The Arabidopsis Genome Initiative (AGI)

When established in 1989, the Human Genome Project included all the best-known model organisms (E. coli, yeast, worm, fly, human and mouse) but omitted the mustard weed, for reasons that are poorly understood [15]. The Arabidopsis sequencing project was initiated in 1994 by the European Community (now the European Union, EU) under the leadership of Michael Bevan at the John Innes Institute in the UK. Funds were secured in 1994 that led to the establishment of a consortium of European laboratories (ESSA), led by Bevan, to sequence chromosome 4 [16]. Shortly thereafter, Satoshi Tabata of the Kazusa DNA Research Institute in Japan was funded for sequencing chromosome 5 [17]. The flame that initiated the American sequencing effort was kindled one humid night - on July 8 1993 - at the Cold Spring Harbor Laboratory (CSHL), where the instructors of the Arabidopsis Molecular Genetics course (Joe Ecker, Joanne Chory, and myself) were entertaining Elliot Meyerowitz after his evening lecture at Blackford Hall. While we were drinking beer together with Rob Martienssen and Venkatesan Sundaresan, two members of the CSHL Plant Biology group, and Gary Drews (another instructor) and a few students from the course, I remember asking Elliot when the sequencing of the Arabidopsis genome would be initiated. His answer was, "Well, we need a few sequencing machines to be given to each of you and the project can start." That evening's conversation was somehow transmitted to Jim Watson by Rob and Venkatesan, and the rest is history.

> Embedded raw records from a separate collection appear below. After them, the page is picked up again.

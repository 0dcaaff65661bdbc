//! Election workflow: a single monotonic phase pointer.
//!
//! RegisterCandidates → FoundCandidates → Vote → Completed
//!
//! Every transition moves exactly one step forward. Entering `Vote` stamps
//! the opening time, from which the mandatory voting delay is measured.

pub mod engine;
pub mod error;

pub use engine::{WorkflowEngine, WorkflowState, VOTE_DELAY_SECS};
pub use error::WorkflowError;
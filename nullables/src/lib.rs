//! Nullable infrastructure for deterministic testing.
//!
//! Inspired by the "A-frame architecture" pattern. The ledger's external
//! dependencies (clock, value transfer) are abstracted behind traits. This
//! crate provides test-friendly implementations that:
//! - Return deterministic values
//! - Can be controlled programmatically
//! - Never touch the filesystem or network
//!
//! Usage: swap real implementations for nullables in tests.

pub mod clock;
pub mod payout;

pub use clock::NullClock;
pub use payout::NullPayout;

Jim Watson's deep interest in genome sequencing led to a Banbury conference in the spring of 1994 at CSHL that convinced the National Science Foundation (NSF) and some prominent skeptics of the urgency and importance of sequencing the Arabidopsis genome. The most obvious objections at that time, from some of the leaders in the Arabidopsis community, were whether funds would be removed from other aspects of plant biological research and whether it was intellectually stimulating to sequence the Arabidopsis genome. Following the Banbury conference, a workshop on sequencing the Arabidopsis genome was held at NSF in the summer of 1994, where the guidelines were established for finding resources for the project. The resources were allocated in 1995 and the sequencing effort was initiated in the fall of 1996 by three US groups (see Figure 1). An historic meeting was held in the summer of 1996 at NSF, where the six sequencing groups from Europe, Japan and the US, representatives of the Arabidopsis community, NSF, the Department of Energy (DOE) and the US Department of Agriculture (USDA) met to coordinate an international effort to sequence the 125 Mb Arabidopsis genome. That meeting established the Arabidopsis Genome Initiative (AGI), an international effort to sequence the first plant genome by 2004 (Figure 1).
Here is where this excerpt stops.